_PROBLEM DESCRIPTION:_
Your answer should repeat the listing in full, with no line missing or altered.

_RAW DATA:_

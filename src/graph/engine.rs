//! Analysis engine: orchestrates the full pipeline.
//!
//! `GraphAnalyzer` is the single entry point for report consumers (CLI,
//! report printer). It encapsulates:
//!
//! 1. **Loading**: edge list → `Graph` via `EdgeListLoader`
//! 2. **Computation**: components, path metrics, clustering, centrality
//!
//! Each run takes an explicit `Graph` and returns an explicit
//! `AnalysisReport`; no graph instance is shared between runs.

use anyhow::{Context, Result};
use std::path::Path;
use std::time::Instant;

use super::algorithms::compute_all;
use super::loader::EdgeListLoader;
use super::models::{AnalysisConfig, AnalysisReport, Graph};

/// Composes `EdgeListLoader` (loading) and `compute_all` (algorithms).
#[derive(Debug, Clone, Default)]
pub struct GraphAnalyzer {
    loader: EdgeListLoader,
    config: AnalysisConfig,
}

impl GraphAnalyzer {
    pub fn new(config: AnalysisConfig) -> Self {
        Self {
            loader: EdgeListLoader::new(),
            config,
        }
    }

    /// Use a custom loader (e.g. strict mode) for `analyze_file`.
    pub fn with_loader(mut self, loader: EdgeListLoader) -> Self {
        self.loader = loader;
        self
    }

    /// Load an edge list without analyzing it.
    pub fn load(&self, path: &Path) -> Result<Graph> {
        self.loader
            .load_path(path)
            .with_context(|| format!("Failed to load graph from {}", path.display()))
    }

    /// Run every metric over an already-built graph.
    pub fn analyze(&self, graph: &Graph) -> AnalysisReport {
        let start = Instant::now();
        let report = compute_all(graph, &self.config);
        tracing::info!(
            "Analyzed {} nodes / {} edges in {}ms ({} components)",
            report.node_count,
            report.edge_count,
            start.elapsed().as_millis(),
            report.component_count
        );
        report
    }

    /// Pipeline: load edge list → compute_all → return report.
    pub fn analyze_file(&self, path: &Path) -> Result<AnalysisReport> {
        let graph = self.load(path)?;
        Ok(self.analyze(&graph))
    }
}
//! Graph Metrics
//!
//! Structural metrics for simple undirected graphs:
//! - Connected-component decomposition
//! - Per-component diameter and average shortest-path length (BFS from every node)
//! - Local and average clustering coefficient
//! - Normalized degree centrality with a deterministic top-K ranking
//!
//! The analysis core ([`graph`]) consumes an already-built [`graph::Graph`]
//! and returns an immutable [`graph::AnalysisReport`]. Loading edge lists and
//! rendering reports ([`report`]) are kept outside the core.

pub mod graph;
pub mod report;

use anyhow::Result;
use serde::Deserialize;
use std::path::Path;

use graph::AnalysisConfig;

// ============================================================================
// YAML config structs (deserialization targets)
// ============================================================================

/// Top-level YAML configuration file structure
#[derive(Debug, Clone, Deserialize, Default)]
#[serde(default)]
pub struct YamlConfig {
    pub analysis: AnalysisConfig,
}

// ============================================================================
// Runtime config (what the application actually uses)
// ============================================================================

/// Application configuration
#[derive(Debug, Clone, Default)]
pub struct Config {
    pub analysis: AnalysisConfig,
}

impl Config {
    /// Load configuration from an optional YAML file, then override with env vars.
    ///
    /// Priority: env var > YAML > default
    ///
    /// If `yaml_path` is None, tries "graph-metrics.yaml" in CWD. If the file
    /// doesn't exist, falls back to pure env var / defaults.
    pub fn from_yaml_and_env(yaml_path: Option<&Path>) -> Result<Self> {
        // 1. Load YAML config (or defaults if file not found)
        let yaml = Self::load_yaml(yaml_path);

        // 2. Build Config with env var overrides
        Ok(Self {
            analysis: AnalysisConfig {
                top_k: env_parse("GRAPH_METRICS_TOP_K").unwrap_or(yaml.analysis.top_k),
                parallel_threshold: env_parse("GRAPH_METRICS_PARALLEL_THRESHOLD")
                    .unwrap_or(yaml.analysis.parallel_threshold),
            },
        })
    }

    /// Try to load and parse a YAML config file. Returns defaults on any failure.
    fn load_yaml(yaml_path: Option<&Path>) -> YamlConfig {
        let default_path = Path::new("graph-metrics.yaml");
        let path = yaml_path.unwrap_or(default_path);

        match std::fs::read_to_string(path) {
            Ok(contents) => match serde_yaml::from_str(&contents) {
                Ok(config) => {
                    tracing::info!("Loaded config from {}", path.display());
                    config
                }
                Err(e) => {
                    tracing::warn!("Failed to parse {}: {}. Using defaults.", path.display(), e);
                    YamlConfig::default()
                }
            },
            Err(_) => {
                tracing::debug!(
                    "No config file at {}, using env vars / defaults",
                    path.display()
                );
                YamlConfig::default()
            }
        }
    }
}

fn env_parse(var: &str) -> Option<usize> {
    std::env::var(var).ok().and_then(|s| s.trim().parse().ok())
}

_WRITTEN RESPONSE:_
filename src/graph/engine.rs
//! Analysis engine: orchestrates the full pipeline.
//!
//! `GraphAnalyzer` is the single entry point for report consumers (CLI,
//! report printer). It encapsulates:
//!
//! 1. **Loading**: edge list → `Graph` via `EdgeListLoader`
//! 2. **Computation**: components, path metrics, clustering, centrality
//!
//! Each run takes an explicit `Graph` and returns an explicit
//! `AnalysisReport`; no graph instance is shared between runs.

use anyhow::{Context, Result};
use std::path::Path;
use std::time::Instant;

use super::algorithms::compute_all;
use super::loader::EdgeListLoader;
use super::models::{AnalysisConfig, AnalysisReport, Graph};

/// Composes `EdgeListLoader` (loading) and `compute_all` (algorithms).
#[derive(Debug, Clone, Default)]
pub struct GraphAnalyzer {
    loader: EdgeListLoader,
    config: AnalysisConfig,
}

impl GraphAnalyzer {
    pub fn new(config: AnalysisConfig) -> Self {
        Self {
            loader: EdgeListLoader::new(),
            config,
        }
    }

    /// Use a custom loader (e.g. strict mode) for `analyze_file`.
    pub fn with_loader(mut self, loader: EdgeListLoader) -> Self {
        self.loader = loader;
        self
    }

    /// Load an edge list without analyzing it.
    pub fn load(&self, path: &Path) -> Result<Graph> {
        self.loader
            .load_path(path)
            .with_context(|| format!("Failed to load graph from {}", path.display()))
    }

    /// Run every metric over an already-built graph.
    pub fn analyze(&self, graph: &Graph) -> AnalysisReport {
        let start = Instant::now();
        let report = compute_all(graph, &self.config);
        tracing::info!(
            "Analyzed {} nodes / {} edges in {}ms ({} components)",
            report.node_count,
            report.edge_count,
            start.elapsed().as_millis(),
            report.component_count
        );
        report
    }

    /// Pipeline: load edge list → compute_all → return report.
    pub fn analyze_file(&self, path: &Path) -> Result<AnalysisReport> {
        let graph = self.load(path)?;
        Ok(self.analyze(&graph))
    }
}
//! Graph Metrics
//!
//! Structural metrics for simple undirected graphs:
//! - Connected-component decomposition
//! - Per-component diameter and average shortest-path length (BFS from every node)
//! - Local and average clustering coefficient
//! - Normalized degree centrality with a deterministic top-K ranking
//!
//! The analysis core ([`graph`]) consumes an already-built [`graph::Graph`]
//! and returns an immutable [`graph::AnalysisReport`]. Loading edge lists and
//! rendering reports ([`report`]) are kept outside the core.

pub mod graph;
pub mod report;

use anyhow::Result;
use serde::Deserialize;
use std::path::Path;

use graph::AnalysisConfig;

// ============================================================================
// YAML config structs (deserialization targets)
// ============================================================================

/// Top-level YAML configuration file structure
#[derive(Debug, Clone, Deserialize, Default)]
#[serde(default)]
pub struct YamlConfig {
    pub analysis: AnalysisConfig,
}

// ============================================================================
// Runtime config (what the application actually uses)
// ============================================================================

/// Application configuration
#[derive(Debug, Clone, Default)]
pub struct Config {
    pub analysis: AnalysisConfig,
}

impl Config {
    /// Load configuration from an optional YAML file, then override with env vars.
    ///
    /// Priority: env var > YAML > default
    ///
    /// If `yaml_path` is None, tries "graph-metrics.yaml" in CWD. If the file
    /// doesn't exist, falls back to pure env var / defaults.
    pub fn from_yaml_and_env(yaml_path: Option<&Path>) -> Result<Self> {
        // 1. Load YAML config (or defaults if file not found)
        let yaml = Self::load_yaml(yaml_path);

        // 2. Build Config with env var overrides
        Ok(Self {
            analysis: AnalysisConfig {
                top_k: env_parse("GRAPH_METRICS_TOP_K").unwrap_or(yaml.analysis.top_k),
                parallel_threshold: env_parse("GRAPH_METRICS_PARALLEL_THRESHOLD")
                    .unwrap_or(yaml.analysis.parallel_threshold),
            },
        })
    }

    /// Try to load and parse a YAML config file. Returns defaults on any failure.
    fn load_yaml(yaml_path: Option<&Path>) -> YamlConfig {
        let default_path = Path::new("graph-metrics.yaml");
        let path = yaml_path.unwrap_or(default_path);

        match std::fs::read_to_string(path) {
            Ok(contents) => match serde_yaml::from_str(&contents) {
                Ok(config) => {
                    tracing::info!("Loaded config from {}", path.display());
                    config
                }
                Err(e) => {
                    tracing::warn!("Failed to parse {}: {}. Using defaults.", path.display(), e);
                    YamlConfig::default()
                }
            },
            Err(_) => {
                tracing::debug!(
                    "No config file at {}, using env vars / defaults",
                    path.display()
                );
                YamlConfig::default()
            }
        }
    }
}

fn env_parse(var: &str) -> Option<usize> {
    std::env::var(var).ok().and_then(|s| s.trim().parse().ok())
}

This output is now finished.